Foi professor de literatura moderna na
Universidade de Harvard (Inglaterra). Dele, entretanto, escreveu Blankenship:
"Suas referências à natureza são todas tomadas de livros e não do céu, dos
campos e das águas que rolam. Os seus melhores poemas refletem alguma coisa que
ele leu e não alguma coisa que ele sentiu".
Neste capítulo, estampamos um belo soneto
de sua autoria, traduzido por Ana Amélia de Queiroz Carneiro de Mendonça.
John Greenleaf Whittier (1807-1892) ficou
célebre por uma coletânea que publicou, de poemas antiescravagistas. Poeta da
abolição da escravatura nos Estados Unidos. Seus versos incendiá-rios, segundo
Bryant, foram "o clarim que chama à batalha". Considerado entre os
melhores poetas norte-americanos, sua obra, entretanto, não resistiu aos
tempos. "Fez época na sua época".
Edgard Allan Poe (1809-1849),
grande contista, grande poeta e talentoso crítico literário, o primeiro a se
destacar no país. Sua poesia era romântica e semeada de imagens originais.

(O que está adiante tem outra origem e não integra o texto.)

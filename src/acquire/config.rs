//! Configuration of the acquisition engine.

use super::outcome::ModOutcome;
use crate::http::client::{HttpClientConfig, DEFAULT_RETRIES, DEFAULT_TIMEOUT};
use crate::StyleOptions;

use reqwest::header::HeaderMap;
use std::path::PathBuf;
use std::sync::Arc;
use std::time::Duration;

pub const DEFAULT_DIRECTORY: &str = "mods";

/// Callback invoked as each mod entry finishes.
pub type OutcomeCallback = Box<dyn Fn(&ModOutcome) + Send + Sync>;

/// Everything an [`Acquirer`](super::Acquirer) needs besides the sources.
#[derive(Clone)]
pub struct AcquirerConfig {
    pub directory: PathBuf,
    pub retries: u32,
    /// Number of entries processed at once. `1` processes them one by one.
    pub concurrent_downloads: usize,
    /// Idle timeout for connecting and for each read.
    pub timeout: Duration,
    pub style_options: StyleOptions,
    pub headers: Option<HeaderMap>,
    /// Optional proxy for every request.
    pub proxy: Option<reqwest::Proxy>,
    /// Honour the proxies declared in the environment.
    pub use_system_proxy: bool,
    pub on_complete: Option<Arc<OutcomeCallback>>,
}

impl AcquirerConfig {
    /// The HTTP settings derived from this configuration.
    pub fn http_client_config(&self) -> HttpClientConfig {
        HttpClientConfig {
            retries: self.retries,
            timeout: self.timeout,
            proxy: self.proxy.clone(),
            use_system_proxy: self.use_system_proxy,
            headers: self.headers.clone(),
            ..HttpClientConfig::default()
        }
    }
}

impl std::fmt::Debug for AcquirerConfig {
    fn fmt(&self, f: &mut std::fmt::Formatter<'_>) -> std::fmt::Result {
        f.debug_struct("AcquirerConfig")
            .field("directory", &self.directory)
            .field("retries", &self.retries)
            .field("concurrent_downloads", &self.concurrent_downloads)
            .field("timeout", &self.timeout)
            .field("style_options", &self.style_options)
            .field("headers", &self.headers)
            .field("proxy", &self.proxy.is_some())
            .field("use_system_proxy", &self.use_system_proxy)
            .field("on_complete", &self.on_complete.is_some())
            .finish()
    }
}

impl Default for AcquirerConfig {
    fn default() -> Self {
        Self {
            directory: PathBuf::from(DEFAULT_DIRECTORY),
            retries: DEFAULT_RETRIES,
            concurrent_downloads: 1,
            timeout: DEFAULT_TIMEOUT,
            style_options: StyleOptions::default(),
            headers: None,
            proxy: None,
            use_system_proxy: true,
            on_complete: None,
        }
    }
}
//! Content length extraction.

use reqwest::header::CONTENT_LENGTH;
use reqwest::Response;

/// Read the total size announced by a response.
///
/// Returns `None` if the `Content-Length` header is missing or is not a
/// valid `u64`; an absent length is not an error.
pub fn content_length(response: &Response) -> Option<u64> {
    response
        .headers()
        .get(CONTENT_LENGTH)
        .and_then(|value| value.to_str().ok())
        .and_then(parse_content_length)
}

/// Parse the value of a `Content-Length` header.
///
/// ```rust
/// use mcprov::transfer::content_length::parse_content_length;
///
/// assert_eq!(parse_content_length(" 2048 "), Some(2048));
/// assert_eq!(parse_content_length("chunked"), None);
/// ```
pub fn parse_content_length(value: &str) -> Option<u64> {
    value.trim().parse::<u64>().ok()
}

"O Corvo" ("The Raven") figura entre os mais famosos e mais
traduzidos poemas da literatura de todos os povos. Mas, a vida do homem de
gênio foi terrivelmente prejudicada pelo vício da embriaguez.
Oliver Wendell Holmes (1809-1894),
crítico, romancista e poeta, escreveu versos repassados de emoção, mas sua fama
se firmou como poeta satírico. Dizia-se que Abrahão Lincoln sabia de cor o seu
poema "A última folha".
James Russell Lowell (1819-1891) foi o
sucessor de Long-fellow na cadeira de línguas modernas da Universidade de
Harvard (Inglaterra). Além de poeta, foi talentoso ensaísta, escrevendo conferências
sobre Dante, Chaucer e Cervantes. Casado com uma poetisa: Maria White. A
velhice fez dele um patriarca.
Walt Whitman (1819-1892) é o
autor do livro de poemas "Folhas de Grama" ou "Folhas de
Erva", considerado "a mais famosa obra poética da literatura
americana, transparecendo o amor de Whitman pela natureza e pela vida" —
segundo lembra Laura Benét. Exerceu grande influência na literatura
norte-americana, pregando para a poesia liberdade de forma e de linguagem.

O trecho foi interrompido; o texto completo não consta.